Figure 2. Interaction between γδ T cells and CD56^brightCD11c⁺cells.

(A) Cell aggregates observed in culture of γδ T cells mixed with CD56^brightCD11c⁺ cells without pulse (left), pulsed with ZOL (center), and further incubated with ZOL (right) (upper panels) and confocal microscopic observation of the culture of γδ T cells (green) and CD56^brightCD11c⁺ cells (red) in the presence of ZOL (lower panels).

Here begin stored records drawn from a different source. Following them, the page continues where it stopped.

//! Testing infrastructure for the staking SDK
//!
//! [`MockAccountSource`] is an in-memory ledger that stands in for an RPC node,
//! so builders and the read path can be exercised without a validator.

use crate::error::{StakingError, StakingResult};
use crate::source::AccountSource;
use solana_sdk::{account::Account, pubkey::Pubkey};
use spl_token::solana_program::program_pack::Pack;
use std::cell::Cell;
use std::collections::HashMap;

/// Lamports the mock reports for any rent-exempt allocation
pub const MOCK_RENT_LAMPORTS_PER_BYTE: u64 = 6_960;

#[derive(Debug, Default)]
pub struct MockAccountSource {
    accounts: HashMap<Pubkey, Account>,
    largest_holders: HashMap<Pubkey, Pubkey>,
    offline: bool,
    reads: Cell<usize>,
}

impl MockAccountSource {
    pub fn new() -> Self {
        Self::default()
    }

    /// A source whose every read fails, as if the RPC node were unreachable
    pub fn offline() -> Self {
        Self {
            offline: true,
            ..Self::default()
        }
    }

    /// Number of reads served so far
    pub fn reads(&self) -> usize {
        self.reads.get()
    }

    pub fn insert_account(&mut self, address: Pubkey, account: Account) {
        self.accounts.insert(address, account);
    }

    /// Store a program-owned account holding `data`
    pub fn insert_program_account(&mut self, address: Pubkey, owner: Pubkey, data: Vec<u8>) {
        self.insert_account(
            address,
            Account {
                lamports: MOCK_RENT_LAMPORTS_PER_BYTE * data.len() as u64,
                data,
                owner,
                executable: false,
                rent_epoch: 0,
            },
        );
    }

    /// Store an initialized SPL token account and mark it as the mint's largest holder
    /// when it carries a balance
    pub fn insert_token_account(&mut self, address: Pubkey, mint: Pubkey, owner: Pubkey, amount: u64) {
        let token_account = spl_token::state::Account {
            mint,
            owner,
            amount,
            state: spl_token::state::AccountState::Initialized,
            ..spl_token::state::Account::default()
        };
        let mut data = vec![0u8; spl_token::state::Account::LEN];
        token_account.pack_into_slice(&mut data);

        self.insert_program_account(address, spl_token::id(), data);
        if amount > 0 {
            self.largest_holders.insert(mint, address);
        }
    }

    fn record_read(&self) -> StakingResult<()> {
        self.reads.set(self.reads.get() + 1);
        if self.offline {
            return Err(StakingError::network_error("mock RPC node is offline"));
        }
        Ok(())
    }
}

impl AccountSource for MockAccountSource {
    fn get_account(&self, address: &Pubkey) -> StakingResult<Option<Account>> {
        self.record_read()?;
        Ok(self.accounts.get(address).cloned())
    }

    fn get_program_accounts_by_size(
        &self,
        program_id: &Pubkey,
        data_size: u64,
    ) -> StakingResult<Vec<(Pubkey, Account)>> {
        self.record_read()?;
        let mut accounts: Vec<(Pubkey, Account)> = self
            .accounts
            .iter()
            .filter(|(_, account)| {
                account.owner == *program_id && account.data.len() as u64 == data_size
            })
            .map(|(address, account)| (*address, account.clone()))
            .collect();
        accounts.sort_by_key(|(address, _)| *address);
        Ok(accounts)
    }

    fn largest_token_account(&self, mint: &Pubkey) -> StakingResult<Option<Pubkey>> {
        self.record_read()?;
        Ok(self.largest_holders.get(mint).copied())
    }

    fn minimum_balance_for_rent_exemption(&self, data_len: usize) -> StakingResult<u64> {
        self.record_read()?;
        Ok(MOCK_RENT_LAMPORTS_PER_BYTE * data_len as u64)
    }
}
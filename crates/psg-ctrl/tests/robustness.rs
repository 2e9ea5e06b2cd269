use proptest::prelude::*;
use psg_ctrl::constants::MAX_TONE_PERIOD;
use psg_ctrl::{PlayStatus, Slot, SlotConfig};

fn mml_text() -> impl Strategy<Value = String> {
    proptest::string::string_regex("[A-Ja-j0-9NRSTVMLOQIX<>&#+.\\-\\[\\]|$@C(), ~]{0,48}")
        .expect("valid regex")
}

proptest! {
    #![proptest_config(ProptestConfig::with_cases(64))]

    #[test]
    fn arbitrary_text_stays_in_range(text in mml_text(), speed in 20u16..=500) {
        let mut slot = Slot::new(SlotConfig::new(1_789_772.5));
        if slot.set_mml(&text, 1).is_err() {
            return Ok(());
        }
        slot.set_speed_factor(speed);
        slot.play();

        for _ in 0..300 {
            slot.control_psg();
            let mut writes = Vec::new();
            slot.registers_mut().drain(|addr, data| writes.push((addr, data)));
            for (addr, data) in writes {
                prop_assert!(addr < 16);
                match addr {
                    1 | 3 | 5 => prop_assert!(data <= (MAX_TONE_PERIOD >> 8) as u8),
                    6 => prop_assert!(data < 32),
                    7 => prop_assert!(data <= 0x3F),
                    8..=10 => prop_assert!(data < 32),
                    _ => {}
                }
            }
            if slot.status() == PlayStatus::Ended {
                break;
            }
        }
    }

    #[test]
    fn silent_until_played(text in mml_text()) {
        let mut slot = Slot::new(SlotConfig::default());
        if slot.set_mml(&text, 0).is_ok() {
            for _ in 0..20 {
                slot.control_psg();
                prop_assert!(slot.registers().dirty().is_empty());
            }
        }
    }
}
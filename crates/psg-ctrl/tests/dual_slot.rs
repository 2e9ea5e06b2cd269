use psg_ctrl::{PlayStatus, Slot, SlotConfig, SlotMixer};

fn mixed_tick(
    mixer: &mut SlotMixer,
    main: &mut Slot<'_>,
    overlay: &mut Slot<'_>,
) -> Vec<(u8, u8)> {
    main.control_psg();
    overlay.control_psg();
    let playing = overlay.status() == PlayStatus::Playing;
    let mut writes = Vec::new();
    mixer.mix(
        main.registers_mut(),
        overlay.registers_mut(),
        playing,
        |addr, data| writes.push((addr, data)),
    );
    writes
}

fn se_slot() -> Slot<'static> {
    Slot::new(SlotConfig::default().with_channels(1).with_reverse(true))
}

#[test]
fn idle_overlay_is_transparent() -> anyhow::Result<()> {
    let text = "T150 L8 CDEFGAB>C, O3 L4 CEG, V10 L16 [4 G]";

    let mut solo = Slot::new(SlotConfig::default());
    solo.set_mml(text, 0)?;
    solo.play();

    let mut main = Slot::new(SlotConfig::default());
    main.set_mml(text, 0)?;
    main.play();
    let mut overlay = se_slot();
    let mut mixer = SlotMixer::new();

    for t in 0..200 {
        solo.control_psg();
        let mut expected = Vec::new();
        solo.registers_mut().drain(|addr, data| expected.push((addr, data)));

        let got = mixed_tick(&mut mixer, &mut main, &mut overlay);
        assert_eq!(got, expected, "tick {t}");
    }
    Ok(())
}

#[test]
fn effect_borrows_channel_c_and_hands_it_back() -> anyhow::Result<()> {
    let mut main = Slot::new(SlotConfig::default());
    main.set_mml("C1, E1, V9 G1", 0)?;
    main.play();
    let mut overlay = se_slot();
    overlay.set_mml("V14 O6 C16", 0)?;
    let mut mixer = SlotMixer::new();

    mixed_tick(&mut mixer, &mut main, &mut overlay);
    assert_eq!(mixer.physical()[10], 9);

    overlay.play();
    let writes = mixed_tick(&mut mixer, &mut main, &mut overlay);
    assert!(writes.contains(&(10, 14)));
    assert!(writes.iter().all(|w| w.0 != 8 && w.0 != 9));

    // A sixteenth note is 12 ticks; the effect mutes and then ends
    let mut returned = false;
    for _ in 0..20 {
        let writes = mixed_tick(&mut mixer, &mut main, &mut overlay);
        if writes.contains(&(10, 9)) {
            returned = true;
            break;
        }
    }
    assert!(returned);
    assert_eq!(mixer.physical()[7] & 0x24, 0x20);
    Ok(())
}
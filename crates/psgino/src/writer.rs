//! Register output abstraction.

/// Destination for PSG register writes.
///
/// Implemented for any `FnMut(u8, u8)` closure, so a bus driver can be
/// passed inline.
///
/// # Example
///
/// ```
/// use psgino::RegisterWriter;
///
/// fn mute_all<W: RegisterWriter>(out: &mut W) {
///     out.write_register(0x07, 0x3F); // Mixer: everything off
/// }
///
/// let mut last = (0, 0);
/// mute_all(&mut |addr, data| last = (addr, data));
/// assert_eq!(last, (7, 0x3F));
/// ```
pub trait RegisterWriter {
    /// Write one register.
    ///
    /// # Arguments
    ///
    /// * `addr` - Register address (0x00-0x0F)
    /// * `data` - Register value
    fn write_register(&mut self, addr: u8, data: u8);

    /// Write all 16 registers in address order.
    fn write_all(&mut self, regs: &[u8; 16]) {
        for (addr, &data) in regs.iter().enumerate() {
            self.write_register(addr as u8, data);
        }
    }
}

impl<F> RegisterWriter for F
where
    F: FnMut(u8, u8),
{
    #[inline]
    fn write_register(&mut self, addr: u8, data: u8) {
        self(addr, data)
    }
}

Data shown are representative of three independent experiments. (B) Flow cytometric analysis of γδ T cells incubated with CD56^brightCD11c+ cells (upper panels) and the numbers of γδ T cells after expansion for 7 days (lower panel). Dot plots shown are representative of three independent experiments, and data of cell counts show mean ± SD (n = 5), *p<0.05, **p<0.01. (C) There was no sustained proliferation of freshly isolated γδ T cells in the absence of accessory cells even after stimulation with IL-2, IL-2/ZOL, IL-2/IL-18/ZOL, or IL-2/2M3B1PP for 7 days. Data show the mean ± SD (n = 5). (D) Expression of co-stimulatory molecules and chemokine receptors on γδ T cells after culture with ZOL, IL-2, or ZOL/IL-2 for day 7. The result of flow cytometric analysis is representative of three independent experiments. (E) Induction of CCL21 by IL-18 in CD56^brightCD11c⁺cells. CCL21 concentration in the culture supernatant at 7 days was measured by ELISA. Data show mean ± SD (n = 5), *p<0.05.